* Task:
Your answer should be the exact lines of the data below from the one containing "fib.emit(abc(OpCode::GetUpval, 1, 0, 0));" through the one containing "fib.emit(abc(OpCode::Return, 0, 1, 0));"; please include nothing else.

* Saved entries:

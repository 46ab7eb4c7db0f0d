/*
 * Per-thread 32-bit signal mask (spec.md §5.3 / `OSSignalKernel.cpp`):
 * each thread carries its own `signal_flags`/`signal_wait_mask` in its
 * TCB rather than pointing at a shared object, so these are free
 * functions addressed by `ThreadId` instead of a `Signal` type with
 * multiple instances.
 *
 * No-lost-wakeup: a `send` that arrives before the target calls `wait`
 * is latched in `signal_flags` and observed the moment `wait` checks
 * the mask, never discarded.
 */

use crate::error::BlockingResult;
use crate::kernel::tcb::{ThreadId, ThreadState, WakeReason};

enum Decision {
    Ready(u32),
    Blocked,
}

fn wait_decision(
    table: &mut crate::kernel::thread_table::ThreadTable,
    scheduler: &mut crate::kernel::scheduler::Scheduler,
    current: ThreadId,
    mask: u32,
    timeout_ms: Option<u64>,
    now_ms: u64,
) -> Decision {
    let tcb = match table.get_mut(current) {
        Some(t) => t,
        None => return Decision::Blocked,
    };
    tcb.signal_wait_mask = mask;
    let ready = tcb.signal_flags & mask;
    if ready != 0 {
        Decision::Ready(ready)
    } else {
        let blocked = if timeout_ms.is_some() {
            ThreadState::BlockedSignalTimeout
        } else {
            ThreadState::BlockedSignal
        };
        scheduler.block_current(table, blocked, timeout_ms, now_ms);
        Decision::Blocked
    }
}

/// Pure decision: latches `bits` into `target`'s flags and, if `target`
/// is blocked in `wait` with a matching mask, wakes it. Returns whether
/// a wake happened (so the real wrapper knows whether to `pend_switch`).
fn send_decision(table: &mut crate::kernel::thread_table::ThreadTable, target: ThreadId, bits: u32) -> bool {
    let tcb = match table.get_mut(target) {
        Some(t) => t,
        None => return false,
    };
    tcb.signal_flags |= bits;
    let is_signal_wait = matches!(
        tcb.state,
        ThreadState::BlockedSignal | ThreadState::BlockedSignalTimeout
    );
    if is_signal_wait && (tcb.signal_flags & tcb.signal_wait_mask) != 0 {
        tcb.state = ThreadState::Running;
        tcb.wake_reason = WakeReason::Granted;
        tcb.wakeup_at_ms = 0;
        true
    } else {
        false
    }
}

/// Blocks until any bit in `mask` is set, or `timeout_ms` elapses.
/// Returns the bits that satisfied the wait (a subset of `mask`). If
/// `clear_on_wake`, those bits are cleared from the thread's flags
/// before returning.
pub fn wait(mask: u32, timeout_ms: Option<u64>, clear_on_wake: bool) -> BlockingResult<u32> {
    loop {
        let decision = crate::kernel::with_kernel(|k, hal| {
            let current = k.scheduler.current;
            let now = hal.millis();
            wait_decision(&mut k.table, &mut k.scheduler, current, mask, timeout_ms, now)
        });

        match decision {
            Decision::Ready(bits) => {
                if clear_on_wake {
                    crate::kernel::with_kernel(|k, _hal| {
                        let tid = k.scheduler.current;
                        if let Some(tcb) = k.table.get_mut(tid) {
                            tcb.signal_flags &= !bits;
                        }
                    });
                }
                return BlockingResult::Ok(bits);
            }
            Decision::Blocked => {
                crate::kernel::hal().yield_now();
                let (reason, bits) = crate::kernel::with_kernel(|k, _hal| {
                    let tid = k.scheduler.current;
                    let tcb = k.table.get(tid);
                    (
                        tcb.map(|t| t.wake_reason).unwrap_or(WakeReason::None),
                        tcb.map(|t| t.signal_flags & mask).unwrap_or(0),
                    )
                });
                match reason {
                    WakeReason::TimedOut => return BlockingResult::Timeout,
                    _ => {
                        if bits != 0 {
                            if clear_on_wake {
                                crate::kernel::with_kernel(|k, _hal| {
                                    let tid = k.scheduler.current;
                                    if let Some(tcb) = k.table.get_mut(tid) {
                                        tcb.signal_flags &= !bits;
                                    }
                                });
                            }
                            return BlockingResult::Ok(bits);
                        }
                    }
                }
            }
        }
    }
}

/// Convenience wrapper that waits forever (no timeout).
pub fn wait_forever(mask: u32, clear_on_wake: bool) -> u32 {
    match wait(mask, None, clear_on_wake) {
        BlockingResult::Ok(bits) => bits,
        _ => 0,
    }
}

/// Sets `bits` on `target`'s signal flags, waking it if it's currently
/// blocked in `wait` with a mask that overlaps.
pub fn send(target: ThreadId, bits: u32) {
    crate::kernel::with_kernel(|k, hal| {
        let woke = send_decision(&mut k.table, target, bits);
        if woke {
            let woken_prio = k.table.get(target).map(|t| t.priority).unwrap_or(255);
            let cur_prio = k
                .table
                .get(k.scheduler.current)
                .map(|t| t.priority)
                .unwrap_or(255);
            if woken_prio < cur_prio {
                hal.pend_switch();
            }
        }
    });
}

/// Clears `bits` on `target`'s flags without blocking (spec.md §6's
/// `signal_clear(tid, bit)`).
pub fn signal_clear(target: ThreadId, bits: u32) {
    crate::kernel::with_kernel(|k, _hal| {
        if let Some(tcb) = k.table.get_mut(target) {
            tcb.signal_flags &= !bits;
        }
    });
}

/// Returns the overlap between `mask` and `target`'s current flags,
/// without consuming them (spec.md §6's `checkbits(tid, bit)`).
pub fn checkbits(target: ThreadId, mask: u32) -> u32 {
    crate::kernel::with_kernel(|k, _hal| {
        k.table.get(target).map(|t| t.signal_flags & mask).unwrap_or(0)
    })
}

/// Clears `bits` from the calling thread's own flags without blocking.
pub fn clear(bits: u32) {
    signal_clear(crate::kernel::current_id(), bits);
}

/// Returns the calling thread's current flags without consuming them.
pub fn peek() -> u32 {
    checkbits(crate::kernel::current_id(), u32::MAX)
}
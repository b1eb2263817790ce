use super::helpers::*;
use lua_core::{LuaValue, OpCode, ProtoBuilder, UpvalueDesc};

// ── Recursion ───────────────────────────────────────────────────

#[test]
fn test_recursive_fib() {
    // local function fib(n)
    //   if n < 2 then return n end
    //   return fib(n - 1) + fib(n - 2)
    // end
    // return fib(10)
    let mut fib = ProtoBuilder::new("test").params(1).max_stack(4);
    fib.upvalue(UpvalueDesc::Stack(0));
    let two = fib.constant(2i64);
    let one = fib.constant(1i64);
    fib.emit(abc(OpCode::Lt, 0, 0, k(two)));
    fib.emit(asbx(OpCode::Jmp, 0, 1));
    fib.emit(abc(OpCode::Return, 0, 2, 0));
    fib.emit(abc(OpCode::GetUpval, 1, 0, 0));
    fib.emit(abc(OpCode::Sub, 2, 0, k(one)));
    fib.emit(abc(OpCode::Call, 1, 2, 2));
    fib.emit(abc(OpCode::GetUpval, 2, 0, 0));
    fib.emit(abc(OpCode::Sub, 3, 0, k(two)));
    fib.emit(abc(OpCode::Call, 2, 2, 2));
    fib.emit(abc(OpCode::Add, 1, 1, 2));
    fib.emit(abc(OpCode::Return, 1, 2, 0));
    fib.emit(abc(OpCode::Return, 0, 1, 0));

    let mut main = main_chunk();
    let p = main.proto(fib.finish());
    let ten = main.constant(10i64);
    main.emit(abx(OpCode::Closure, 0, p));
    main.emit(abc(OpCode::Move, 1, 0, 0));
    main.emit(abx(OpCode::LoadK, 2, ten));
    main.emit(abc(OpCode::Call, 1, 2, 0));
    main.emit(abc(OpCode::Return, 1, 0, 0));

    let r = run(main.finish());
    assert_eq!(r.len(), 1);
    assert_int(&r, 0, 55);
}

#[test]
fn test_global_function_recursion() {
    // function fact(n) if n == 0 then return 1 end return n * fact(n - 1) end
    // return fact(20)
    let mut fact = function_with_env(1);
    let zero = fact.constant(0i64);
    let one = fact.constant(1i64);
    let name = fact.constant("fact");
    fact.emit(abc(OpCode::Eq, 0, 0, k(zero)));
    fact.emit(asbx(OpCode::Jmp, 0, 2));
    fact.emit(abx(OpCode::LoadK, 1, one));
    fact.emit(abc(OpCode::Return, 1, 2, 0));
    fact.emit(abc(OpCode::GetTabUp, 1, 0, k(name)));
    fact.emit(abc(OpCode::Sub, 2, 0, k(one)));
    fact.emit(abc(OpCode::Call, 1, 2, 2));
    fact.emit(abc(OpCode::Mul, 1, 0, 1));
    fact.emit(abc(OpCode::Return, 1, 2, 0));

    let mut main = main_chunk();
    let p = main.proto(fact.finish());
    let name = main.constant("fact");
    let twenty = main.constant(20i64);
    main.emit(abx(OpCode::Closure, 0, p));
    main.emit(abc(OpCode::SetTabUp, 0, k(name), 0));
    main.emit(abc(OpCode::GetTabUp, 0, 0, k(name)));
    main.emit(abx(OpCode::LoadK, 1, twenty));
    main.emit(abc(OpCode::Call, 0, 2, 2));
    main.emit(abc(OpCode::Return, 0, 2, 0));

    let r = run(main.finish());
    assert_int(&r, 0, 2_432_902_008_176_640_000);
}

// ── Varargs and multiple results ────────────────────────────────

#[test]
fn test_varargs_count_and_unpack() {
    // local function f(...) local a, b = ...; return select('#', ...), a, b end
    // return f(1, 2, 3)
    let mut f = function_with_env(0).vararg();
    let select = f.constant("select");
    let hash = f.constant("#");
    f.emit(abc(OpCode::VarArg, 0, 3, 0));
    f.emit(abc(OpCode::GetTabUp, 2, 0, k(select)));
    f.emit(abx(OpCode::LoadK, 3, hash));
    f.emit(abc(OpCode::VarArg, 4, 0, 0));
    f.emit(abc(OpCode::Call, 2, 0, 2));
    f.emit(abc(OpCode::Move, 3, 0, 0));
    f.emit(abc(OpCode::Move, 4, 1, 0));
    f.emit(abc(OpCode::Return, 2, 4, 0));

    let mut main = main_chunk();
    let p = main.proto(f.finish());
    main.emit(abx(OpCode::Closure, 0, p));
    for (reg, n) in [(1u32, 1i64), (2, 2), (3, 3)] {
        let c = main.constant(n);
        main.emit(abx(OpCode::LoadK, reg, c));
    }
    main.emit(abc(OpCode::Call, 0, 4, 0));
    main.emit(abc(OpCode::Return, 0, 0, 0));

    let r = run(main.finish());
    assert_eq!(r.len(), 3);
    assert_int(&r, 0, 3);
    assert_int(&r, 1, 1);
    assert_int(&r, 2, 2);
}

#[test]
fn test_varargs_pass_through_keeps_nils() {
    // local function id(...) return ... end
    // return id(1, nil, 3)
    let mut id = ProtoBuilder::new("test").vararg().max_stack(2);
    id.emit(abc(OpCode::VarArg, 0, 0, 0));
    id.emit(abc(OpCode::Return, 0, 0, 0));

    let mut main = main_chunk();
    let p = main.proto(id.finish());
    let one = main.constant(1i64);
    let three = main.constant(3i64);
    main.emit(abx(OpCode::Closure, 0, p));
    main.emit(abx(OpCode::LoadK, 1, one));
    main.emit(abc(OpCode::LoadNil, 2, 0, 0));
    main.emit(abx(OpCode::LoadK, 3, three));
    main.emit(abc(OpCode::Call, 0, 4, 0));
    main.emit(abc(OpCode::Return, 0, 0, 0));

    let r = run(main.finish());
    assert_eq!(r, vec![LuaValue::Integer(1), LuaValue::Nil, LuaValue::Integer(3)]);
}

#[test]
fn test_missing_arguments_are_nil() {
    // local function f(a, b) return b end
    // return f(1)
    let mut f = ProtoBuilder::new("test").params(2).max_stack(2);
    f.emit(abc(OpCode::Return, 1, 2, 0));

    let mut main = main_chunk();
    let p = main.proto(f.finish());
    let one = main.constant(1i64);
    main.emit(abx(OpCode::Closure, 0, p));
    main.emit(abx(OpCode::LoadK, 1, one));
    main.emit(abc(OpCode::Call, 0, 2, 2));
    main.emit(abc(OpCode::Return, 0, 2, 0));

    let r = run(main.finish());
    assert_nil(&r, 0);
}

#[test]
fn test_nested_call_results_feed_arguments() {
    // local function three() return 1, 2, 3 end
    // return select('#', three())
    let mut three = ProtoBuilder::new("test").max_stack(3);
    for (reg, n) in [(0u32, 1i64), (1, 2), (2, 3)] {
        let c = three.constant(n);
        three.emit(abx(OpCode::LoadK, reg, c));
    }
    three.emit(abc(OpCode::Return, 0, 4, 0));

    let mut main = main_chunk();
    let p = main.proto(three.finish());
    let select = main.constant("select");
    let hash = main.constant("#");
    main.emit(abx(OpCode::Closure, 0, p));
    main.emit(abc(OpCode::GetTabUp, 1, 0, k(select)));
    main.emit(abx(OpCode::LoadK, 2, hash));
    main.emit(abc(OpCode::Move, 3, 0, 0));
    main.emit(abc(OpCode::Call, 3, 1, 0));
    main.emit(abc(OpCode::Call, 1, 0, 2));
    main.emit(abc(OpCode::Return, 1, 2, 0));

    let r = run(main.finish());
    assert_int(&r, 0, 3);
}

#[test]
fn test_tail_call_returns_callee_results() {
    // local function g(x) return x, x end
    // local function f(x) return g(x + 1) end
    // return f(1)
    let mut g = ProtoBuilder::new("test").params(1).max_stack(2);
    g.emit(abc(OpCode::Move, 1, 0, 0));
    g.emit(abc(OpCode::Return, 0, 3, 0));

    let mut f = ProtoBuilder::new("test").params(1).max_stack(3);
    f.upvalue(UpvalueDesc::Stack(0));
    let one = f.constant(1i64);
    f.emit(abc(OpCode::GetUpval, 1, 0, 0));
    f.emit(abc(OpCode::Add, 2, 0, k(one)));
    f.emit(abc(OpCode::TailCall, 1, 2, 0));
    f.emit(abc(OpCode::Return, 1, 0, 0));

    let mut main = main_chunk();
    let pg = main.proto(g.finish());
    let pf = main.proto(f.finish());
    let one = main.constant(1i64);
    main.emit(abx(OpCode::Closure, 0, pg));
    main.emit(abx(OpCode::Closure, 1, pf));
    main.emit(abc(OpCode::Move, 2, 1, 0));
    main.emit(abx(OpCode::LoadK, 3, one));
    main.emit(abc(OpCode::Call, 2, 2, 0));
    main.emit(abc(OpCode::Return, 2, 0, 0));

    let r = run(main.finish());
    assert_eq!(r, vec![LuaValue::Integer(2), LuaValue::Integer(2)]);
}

* Expected answer:
    fib.emit(abc(OpCode::GetUpval, 1, 0, 0));
    fib.emit(abc(OpCode::Sub, 2, 0, k(one)));
    fib.emit(abc(OpCode::Call, 1, 2, 2));
    fib.emit(abc(OpCode::GetUpval, 2, 0, 0));
    fib.emit(abc(OpCode::Sub, 3, 0, k(two)));
    fib.emit(abc(OpCode::Call, 2, 2, 2));
    fib.emit(abc(OpCode::Add, 1, 1, 2));
    fib.emit(abc(OpCode::Return, 1, 2, 0));
    fib.emit(abc(OpCode::Return, 0, 1, 0));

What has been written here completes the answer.